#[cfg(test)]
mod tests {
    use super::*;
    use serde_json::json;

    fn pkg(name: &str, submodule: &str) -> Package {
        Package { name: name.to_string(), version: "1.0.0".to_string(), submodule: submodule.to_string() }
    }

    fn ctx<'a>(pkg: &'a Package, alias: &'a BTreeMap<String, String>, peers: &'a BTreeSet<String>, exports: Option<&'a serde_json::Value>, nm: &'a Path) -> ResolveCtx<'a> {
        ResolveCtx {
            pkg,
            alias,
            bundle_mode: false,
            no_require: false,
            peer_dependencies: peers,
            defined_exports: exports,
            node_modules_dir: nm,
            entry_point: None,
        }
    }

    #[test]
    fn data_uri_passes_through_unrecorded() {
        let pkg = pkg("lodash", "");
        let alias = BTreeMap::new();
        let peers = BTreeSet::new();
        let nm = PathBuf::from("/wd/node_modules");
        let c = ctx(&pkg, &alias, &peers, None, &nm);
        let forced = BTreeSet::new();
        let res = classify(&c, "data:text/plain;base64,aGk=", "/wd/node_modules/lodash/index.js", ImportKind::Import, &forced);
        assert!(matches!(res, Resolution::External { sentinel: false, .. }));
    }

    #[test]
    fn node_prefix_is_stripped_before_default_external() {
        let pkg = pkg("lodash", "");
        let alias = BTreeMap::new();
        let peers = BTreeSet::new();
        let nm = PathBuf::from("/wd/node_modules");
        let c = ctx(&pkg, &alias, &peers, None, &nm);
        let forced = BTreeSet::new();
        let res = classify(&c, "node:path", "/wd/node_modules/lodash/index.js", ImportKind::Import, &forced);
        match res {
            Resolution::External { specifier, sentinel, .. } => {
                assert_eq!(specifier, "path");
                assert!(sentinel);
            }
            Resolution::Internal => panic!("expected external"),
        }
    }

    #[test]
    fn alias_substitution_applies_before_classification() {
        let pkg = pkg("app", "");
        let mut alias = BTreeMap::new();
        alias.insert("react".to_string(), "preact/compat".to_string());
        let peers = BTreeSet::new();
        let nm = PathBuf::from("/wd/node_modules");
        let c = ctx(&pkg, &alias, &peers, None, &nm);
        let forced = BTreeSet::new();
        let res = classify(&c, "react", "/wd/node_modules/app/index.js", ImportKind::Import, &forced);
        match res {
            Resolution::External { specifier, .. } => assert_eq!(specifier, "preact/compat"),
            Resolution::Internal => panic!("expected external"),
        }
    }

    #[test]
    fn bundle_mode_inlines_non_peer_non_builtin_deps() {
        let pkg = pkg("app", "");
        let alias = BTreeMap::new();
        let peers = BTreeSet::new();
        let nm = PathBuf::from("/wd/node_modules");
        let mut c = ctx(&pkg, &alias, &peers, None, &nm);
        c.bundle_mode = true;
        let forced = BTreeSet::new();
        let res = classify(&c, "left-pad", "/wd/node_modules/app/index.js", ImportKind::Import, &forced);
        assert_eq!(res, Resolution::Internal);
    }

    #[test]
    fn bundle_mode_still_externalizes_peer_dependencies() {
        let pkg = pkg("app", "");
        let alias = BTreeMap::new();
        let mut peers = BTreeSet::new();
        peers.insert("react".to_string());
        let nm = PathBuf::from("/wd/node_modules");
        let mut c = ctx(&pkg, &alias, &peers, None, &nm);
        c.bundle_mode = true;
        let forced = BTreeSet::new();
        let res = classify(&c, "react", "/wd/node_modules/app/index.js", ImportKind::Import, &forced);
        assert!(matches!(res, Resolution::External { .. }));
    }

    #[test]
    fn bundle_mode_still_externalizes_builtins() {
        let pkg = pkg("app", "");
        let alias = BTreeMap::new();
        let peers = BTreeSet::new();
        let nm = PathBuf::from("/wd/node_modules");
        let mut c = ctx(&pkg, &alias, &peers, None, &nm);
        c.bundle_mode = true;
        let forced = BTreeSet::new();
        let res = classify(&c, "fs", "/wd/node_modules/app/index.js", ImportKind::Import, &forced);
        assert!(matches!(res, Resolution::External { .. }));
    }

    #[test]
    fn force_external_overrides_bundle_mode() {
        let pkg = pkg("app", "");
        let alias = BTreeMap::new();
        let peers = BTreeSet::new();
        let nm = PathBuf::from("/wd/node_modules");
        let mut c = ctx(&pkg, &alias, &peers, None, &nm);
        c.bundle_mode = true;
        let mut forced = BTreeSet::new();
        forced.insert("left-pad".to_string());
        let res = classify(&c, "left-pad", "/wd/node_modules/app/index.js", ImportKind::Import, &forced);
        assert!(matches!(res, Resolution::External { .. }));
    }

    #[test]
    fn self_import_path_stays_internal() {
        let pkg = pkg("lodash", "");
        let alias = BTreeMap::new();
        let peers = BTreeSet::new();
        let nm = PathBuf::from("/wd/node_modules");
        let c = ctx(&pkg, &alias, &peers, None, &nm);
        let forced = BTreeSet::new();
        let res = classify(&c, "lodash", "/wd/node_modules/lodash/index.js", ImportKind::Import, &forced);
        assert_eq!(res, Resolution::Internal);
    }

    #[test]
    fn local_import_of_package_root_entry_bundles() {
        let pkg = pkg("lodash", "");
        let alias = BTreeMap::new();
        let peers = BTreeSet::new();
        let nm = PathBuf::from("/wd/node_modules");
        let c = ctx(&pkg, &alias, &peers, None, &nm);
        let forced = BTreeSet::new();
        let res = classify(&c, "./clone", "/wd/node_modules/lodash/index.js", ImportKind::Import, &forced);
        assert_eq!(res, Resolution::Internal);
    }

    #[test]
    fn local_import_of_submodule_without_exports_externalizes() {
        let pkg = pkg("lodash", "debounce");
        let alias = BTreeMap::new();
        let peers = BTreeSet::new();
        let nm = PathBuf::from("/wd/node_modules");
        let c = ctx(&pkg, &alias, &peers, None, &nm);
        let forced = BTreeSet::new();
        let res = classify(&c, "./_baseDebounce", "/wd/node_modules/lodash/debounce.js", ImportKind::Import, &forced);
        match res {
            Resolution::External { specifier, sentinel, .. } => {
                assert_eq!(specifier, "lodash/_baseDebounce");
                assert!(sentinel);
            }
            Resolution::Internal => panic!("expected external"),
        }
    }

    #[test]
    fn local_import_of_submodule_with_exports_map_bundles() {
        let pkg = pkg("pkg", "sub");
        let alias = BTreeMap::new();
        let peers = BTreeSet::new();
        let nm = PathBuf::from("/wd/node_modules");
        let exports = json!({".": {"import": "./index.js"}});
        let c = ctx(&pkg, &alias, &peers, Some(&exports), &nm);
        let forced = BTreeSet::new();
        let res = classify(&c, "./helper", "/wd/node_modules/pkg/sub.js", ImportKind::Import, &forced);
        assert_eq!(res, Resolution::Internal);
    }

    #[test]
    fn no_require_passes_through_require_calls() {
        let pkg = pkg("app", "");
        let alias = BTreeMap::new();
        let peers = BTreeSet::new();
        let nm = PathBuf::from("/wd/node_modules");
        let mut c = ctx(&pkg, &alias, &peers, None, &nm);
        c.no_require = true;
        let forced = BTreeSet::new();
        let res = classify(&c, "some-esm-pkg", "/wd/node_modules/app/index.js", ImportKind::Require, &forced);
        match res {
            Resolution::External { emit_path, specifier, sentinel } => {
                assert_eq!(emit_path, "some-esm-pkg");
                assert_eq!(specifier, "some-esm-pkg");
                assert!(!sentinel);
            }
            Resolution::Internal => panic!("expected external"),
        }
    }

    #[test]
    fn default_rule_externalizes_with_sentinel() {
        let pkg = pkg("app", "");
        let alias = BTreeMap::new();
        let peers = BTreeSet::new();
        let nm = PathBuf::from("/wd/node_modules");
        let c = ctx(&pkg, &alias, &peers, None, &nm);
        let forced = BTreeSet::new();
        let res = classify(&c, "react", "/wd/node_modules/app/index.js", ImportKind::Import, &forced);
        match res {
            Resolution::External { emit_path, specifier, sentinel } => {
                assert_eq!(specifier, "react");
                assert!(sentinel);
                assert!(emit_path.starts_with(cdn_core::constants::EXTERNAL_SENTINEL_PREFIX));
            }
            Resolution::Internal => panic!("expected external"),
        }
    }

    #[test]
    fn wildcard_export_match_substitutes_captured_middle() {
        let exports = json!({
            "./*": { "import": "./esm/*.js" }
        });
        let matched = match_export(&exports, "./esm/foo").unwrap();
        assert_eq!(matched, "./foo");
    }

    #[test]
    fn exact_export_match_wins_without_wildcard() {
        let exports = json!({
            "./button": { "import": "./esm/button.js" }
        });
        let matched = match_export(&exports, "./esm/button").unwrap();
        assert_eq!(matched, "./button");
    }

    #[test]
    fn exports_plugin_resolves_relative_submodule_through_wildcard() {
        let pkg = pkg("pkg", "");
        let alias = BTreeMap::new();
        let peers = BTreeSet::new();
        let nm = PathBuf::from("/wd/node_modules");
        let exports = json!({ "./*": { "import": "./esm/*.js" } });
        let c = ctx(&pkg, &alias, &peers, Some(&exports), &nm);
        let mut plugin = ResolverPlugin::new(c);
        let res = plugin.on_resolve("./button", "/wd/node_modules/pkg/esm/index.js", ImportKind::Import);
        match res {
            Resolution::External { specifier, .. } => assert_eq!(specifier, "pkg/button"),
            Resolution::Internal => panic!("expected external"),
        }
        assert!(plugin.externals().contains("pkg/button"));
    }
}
..........
Instructions to follow:
If a line in the records contains the string "matched", copy it out.

Solution to this problem:
        let matched = match_export(&exports, "./esm/foo").unwrap();
        assert_eq!(matched, "./foo");
        let matched = match_export(&exports, "./esm/button").unwrap();
        assert_eq!(matched, "./button");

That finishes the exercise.